** Material supplied follows **

//! Orders and the request types used to place them.

use chrono::{DateTime, Utc};
use serde::{Deserialize, Serialize};

use crate::error::{Error, Result};
use crate::validation::{Numeric, Validator};

/// Fulfilment state of an order.
#[derive(Debug, Clone, Copy, PartialEq, Eq, Hash, Default, Serialize, Deserialize)]
pub enum OrderStatus {
    /// Awaiting processing.
    #[default]
    #[serde(rename = "Chờ xử lý")]
    Pending,
    /// Confirmed by staff.
    #[serde(rename = "Đã xác nhận")]
    Confirmed,
    /// Out for delivery.
    #[serde(rename = "Đang giao")]
    Shipping,
    /// Delivered to the customer.
    #[serde(rename = "Đã giao")]
    Delivered,
    /// Cancelled.
    #[serde(rename = "Đã hủy")]
    Cancelled,
}

impl OrderStatus {
    /// Every status, in lifecycle order.
    pub const ALL: [Self; 5] = [
        Self::Pending,
        Self::Confirmed,
        Self::Shipping,
        Self::Delivered,
        Self::Cancelled,
    ];

    /// The stored and serialized label.
    #[must_use]
    pub fn as_str(&self) -> &'static str {
        match self {
            Self::Pending => "Chờ xử lý",
            Self::Confirmed => "Đã xác nhận",
            Self::Shipping => "Đang giao",
            Self::Delivered => "Đã giao",
            Self::Cancelled => "Đã hủy",
        }
    }
}

impl std::fmt::Display for OrderStatus {
    fn fmt(&self, f: &mut std::fmt::Formatter<'_>) -> std::fmt::Result {
        f.write_str(self.as_str())
    }
}

impl std::str::FromStr for OrderStatus {
    type Err = String;

    fn from_str(s: &str) -> std::result::Result<Self, Self::Err> {
        Self::ALL
            .into_iter()
            .find(|status| status.as_str() == s.trim())
            .ok_or_else(|| format!("unknown order status: {s}"))
    }
}

/// A line of an order: the vehicle as it was when purchased.
#[derive(Debug, Clone, PartialEq, Eq, Serialize, Deserialize)]
pub struct OrderItem {
    /// Vehicle identifier.
    pub vehicle: i64,
    /// Vehicle name at purchase time.
    pub name: String,
    /// Vehicle image at purchase time.
    pub image: String,
    /// Units bought.
    pub quantity: i64,
    /// Unit price at purchase time.
    pub price: i64,
}

impl OrderItem {
    /// `price * quantity`, or `None` on overflow.
    #[must_use]
    pub fn line_total(&self) -> Option<i64> {
        self.price.checked_mul(self.quantity)
    }
}

/// Delivery address.
#[derive(Debug, Clone, Default, PartialEq, Eq, Serialize, Deserialize)]
#[serde(rename_all = "camelCase")]
pub struct ShippingInfo {
    /// Street address.
    pub address: String,
    /// City.
    pub city: String,
    /// Contact phone number.
    pub phone_no: String,
    /// Postal code.
    pub postal_code: String,
}

/// Name and email of the ordering customer.
#[derive(Debug, Clone, PartialEq, Eq, Serialize, Deserialize)]
pub struct CustomerSummary {
    /// User identifier.
    #[serde(rename = "_id")]
    pub id: i64,
    /// Display name.
    pub name: String,
    /// Email address.
    pub email: String,
}

/// The `user` field of an order: a bare id, or the populated customer.
#[derive(Debug, Clone, PartialEq, Eq, Serialize, Deserialize)]
#[serde(untagged)]
pub enum OrderCustomer {
    /// Populated with name and email.
    Populated(CustomerSummary),
    /// Only the id.
    Id(i64),
}

impl OrderCustomer {
    /// The customer's user id.
    #[must_use]
    pub fn id(&self) -> i64 {
        match self {
            Self::Populated(summary) => summary.id,
            Self::Id(id) => *id,
        }
    }
}

/// A placed order.
#[derive(Debug, Clone, PartialEq, Eq, Serialize, Deserialize)]
#[serde(rename_all = "camelCase")]
pub struct Order {
    /// Storage-assigned identifier.
    #[serde(rename = "_id")]
    pub id: i64,
    /// Who placed the order. `None` once the account has been deleted.
    pub user: Option<OrderCustomer>,
    /// Purchased lines.
    pub order_items: Vec<OrderItem>,
    /// Delivery address.
    pub shipping_info: ShippingInfo,
    /// Sum of all line totals.
    pub total_price: i64,
    /// Fulfilment state.
    pub status: OrderStatus,
    /// When the order was placed.
    pub created_at: DateTime<Utc>,
}

impl Order {
    /// Whether `user_id` placed this order.
    #[must_use]
    pub fn is_owned_by(&self, user_id: i64) -> bool {
        self.user.as_ref().is_some_and(|u| u.id() == user_id)
    }
}

/// One requested line of a new order.
#[derive(Debug, Clone, Copy, PartialEq, Eq)]
pub struct OrderLine {
    /// Vehicle to buy.
    pub vehicle_id: i64,
    /// Units to buy, always positive.
    pub quantity: i64,
}

/// A validated order request.
#[derive(Debug, Clone, PartialEq, Eq)]
pub struct NewOrder {
    /// Requested lines, in request order.
    pub lines: Vec<OrderLine>,
    /// Delivery address.
    pub shipping_info: ShippingInfo,
}

/// Raw line of `POST /api/orders`.
#[derive(Debug, Clone, Default, Deserialize)]
pub struct OrderItemInput {
    /// Vehicle id.
    pub vehicle: Option<Numeric>,
    /// Units requested.
    pub quantity: Option<Numeric>,
}

/// Raw shipping block of `POST /api/orders`.
#[derive(Debug, Clone, Default, Deserialize)]
#[serde(rename_all = "camelCase")]
pub struct ShippingInfoInput {
    /// Street address.
    pub address: Option<String>,
    /// City.
    pub city: Option<String>,
    /// Contact phone number.
    pub phone_no: Option<String>,
    /// Postal code.
    pub postal_code: Option<String>,
}

/// Body of `POST /api/orders`.
#[derive(Debug, Clone, Default, Deserialize)]
#[serde(rename_all = "camelCase")]
pub struct OrderInput {
    /// Requested lines.
    pub items: Option<Vec<OrderItemInput>>,
    /// Delivery address.
    pub shipping_info: Option<ShippingInfoInput>,
}

impl OrderInput {
    /// Validate an order request.
    ///
    /// # Errors
    ///
    /// Returns a bad request error when no items are given, otherwise a
    /// validation error listing each invalid field.
    pub fn validate(self) -> Result<NewOrder> {
        let items = match self.items {
            Some(items) if !items.is_empty() => items,
            _ => return Err(Error::bad_request("No order items provided")),
        };

        let mut v = Validator::new();
        let mut lines = Vec::with_capacity(items.len());
        for (i, item) in items.iter().enumerate() {
            let vehicle_id = v.integer(
                &format!("items[{i}].vehicle"),
                item.vehicle.as_ref(),
                1,
                "Vehicle id is required",
            );
            let quantity = v.integer(
                &format!("items[{i}].quantity"),
                item.quantity.as_ref(),
                1,
                "Quantity must be a positive whole number",
            );
            if let (Some(vehicle_id), Some(quantity)) = (vehicle_id, quantity) {
                lines.push(OrderLine {
                    vehicle_id,
                    quantity,
                });
            }
        }

        let shipping = self.shipping_info.unwrap_or_default();
        let address = v.required(
            "shippingInfo.address",
            shipping.address.as_deref(),
            "Address is required",
        );
        let city = v.required("shippingInfo.city", shipping.city.as_deref(), "City is required");
        let phone_no = v.required(
            "shippingInfo.phoneNo",
            shipping.phone_no.as_deref(),
            "Phone number is required",
        );
        let postal_code = v.required(
            "shippingInfo.postalCode",
            shipping.postal_code.as_deref(),
            "Postal code is required",
        );
        v.finish()?;

        let (Some(address), Some(city), Some(phone_no), Some(postal_code)) =
            (address, city, phone_no, postal_code)
        else {
            return Err(Error::internal("validator accepted an order with missing fields"));
        };
        Ok(NewOrder {
            lines,
            shipping_info: ShippingInfo {
                address,
                city,
                phone_no,
                postal_code,
            },
        })
    }
}

/// Body of `PUT /api/orders/{id}`.
#[derive(Debug, Clone, Default, Deserialize)]
pub struct StatusInput {
    /// New status label.
    pub status: Option<String>,
}

impl StatusInput {
    /// Parse the requested status.
    ///
    /// # Errors
    ///
    /// Returns a validation error if the status is missing or unknown.
    pub fn validate(self) -> Result<OrderStatus> {
        let mut v = Validator::new();
        let status = match self.status.as_deref().map(str::parse::<OrderStatus>) {
            Some(Ok(status)) => Some(status),
            Some(Err(_)) | None => {
                let allowed: Vec<_> = OrderStatus::ALL.iter().map(OrderStatus::as_str).collect();
                v.fail(
                    "status",
                    &format!("Status must be one of: {}", allowed.join(", ")),
                );
                None
            }
        };
        v.finish()?;
        status.ok_or_else(|| Error::internal("validator accepted a missing status"))
    }
}

#[cfg(test)]
mod tests {
    use super::*;

    fn shipping_json() -> &'static str {
        r#""shippingInfo":{"address":"12 Lê Lợi","city":"Huế","phoneNo":"0900000000","postalCode":"530000"}"#
    }

    #[test]
    fn test_status_labels() {
        assert_eq!(OrderStatus::default(), OrderStatus::Pending);
        assert_eq!(
            serde_json::to_string(&OrderStatus::Cancelled).unwrap(),
            "\"Đã hủy\""
        );
        for status in OrderStatus::ALL {
            assert_eq!(status.as_str().parse::<OrderStatus>().unwrap(), status);
        }
        assert!("Shipped".parse::<OrderStatus>().is_err());
    }

    #[test]
    fn test_validate_order() {
        let body = format!(
            r#"{{"items":[{{"vehicle":3,"quantity":2}},{{"vehicle":"4","quantity":1}}],{}}}"#,
            shipping_json()
        );
        let input: OrderInput = serde_json::from_str(&body).unwrap();
        let order = input.validate().unwrap();
        assert_eq!(
            order.lines,
            vec![
                OrderLine {
                    vehicle_id: 3,
                    quantity: 2
                },
                OrderLine {
                    vehicle_id: 4,
                    quantity: 1
                },
            ]
        );
        assert_eq!(order.shipping_info.city, "Huế");
    }

    #[test]
    fn test_validate_empty_items() {
        let input: OrderInput = serde_json::from_str(r#"{"items":[]}"#).unwrap();
        let err = input.validate().unwrap_err();
        assert_eq!(err.to_string(), "No order items provided");

        let err = OrderInput::default().validate().unwrap_err();
        assert_eq!(err.to_string(), "No order items provided");
    }

    #[test]
    fn test_validate_rejects_non_positive_quantity() {
        let body = format!(
            r#"{{"items":[{{"vehicle":3,"quantity":0}},{{"vehicle":3,"quantity":-2}}],{}}}"#,
            shipping_json()
        );
        let input: OrderInput = serde_json::from_str(&body).unwrap();
        let Err(Error::Validation(errors)) = input.validate() else {
            panic!("expected validation error");
        };
        assert_eq!(errors.len(), 2);
        assert_eq!(errors[0].path, "items[0].quantity");
    }

    #[test]
    fn test_validate_requires_shipping() {
        let input: OrderInput =
            serde_json::from_str(r#"{"items":[{"vehicle":1,"quantity":1}]}"#).unwrap();
        let Err(Error::Validation(errors)) = input.validate() else {
            panic!("expected validation error");
        };
        assert_eq!(errors.len(), 4);
    }

    #[test]
    fn test_status_input() {
        let ok = StatusInput {
            status: Some("Đang giao".to_string()),
        };
        assert_eq!(ok.validate().unwrap(), OrderStatus::Shipping);
        assert!(StatusInput::default().validate().is_err());
    }

    #[test]
    fn test_order_customer_serialization() {
        let id = serde_json::to_value(OrderCustomer::Id(5)).unwrap();
        assert_eq!(id, serde_json::json!(5));

        let populated = serde_json::to_value(OrderCustomer::Populated(CustomerSummary {
            id: 5,
            name: "Lan".to_string(),
            email: "lan@x.vn".to_string(),
        }))
        .unwrap();
        assert_eq!(populated["_id"], 5);
        assert_eq!(populated["email"], "lan@x.vn");
    }

    #[test]
    fn test_order_ownership_and_line_total() {
        let order = Order {
            id: 1,
            user: Some(OrderCustomer::Id(9)),
            order_items: vec![OrderItem {
                vehicle: 1,
                name: "A".to_string(),
                image: "/a.png".to_string(),
                quantity: 2,
                price: 50,
            }],
            shipping_info: ShippingInfo::default(),
            total_price: 100,
            status: OrderStatus::Pending,
            created_at: Utc::now(),
        };
        assert!(order.is_owned_by(9));
        assert!(!order.is_owned_by(1));
        assert_eq!(order.order_items[0].line_total(), Some(100));

        let overflow = OrderItem {
            price: i64::MAX,
            ..order.order_items[0].clone()
        };
        assert_eq!(overflow.line_total(), None);
    }
}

** End of Material supplied **

In the data above, find the line with "pub fn validate(self) -> Result<NewOrder>" and the line with "let mut lines". Retype both, plus every line between them, exactly.

▸ Task solution:
    pub fn validate(self) -> Result<NewOrder> {
        let items = match self.items {
            Some(items) if !items.is_empty() => items,
            _ => return Err(Error::bad_request("No order items provided")),
        };

        let mut v = Validator::new();
        let mut lines = Vec::with_capacity(items.len());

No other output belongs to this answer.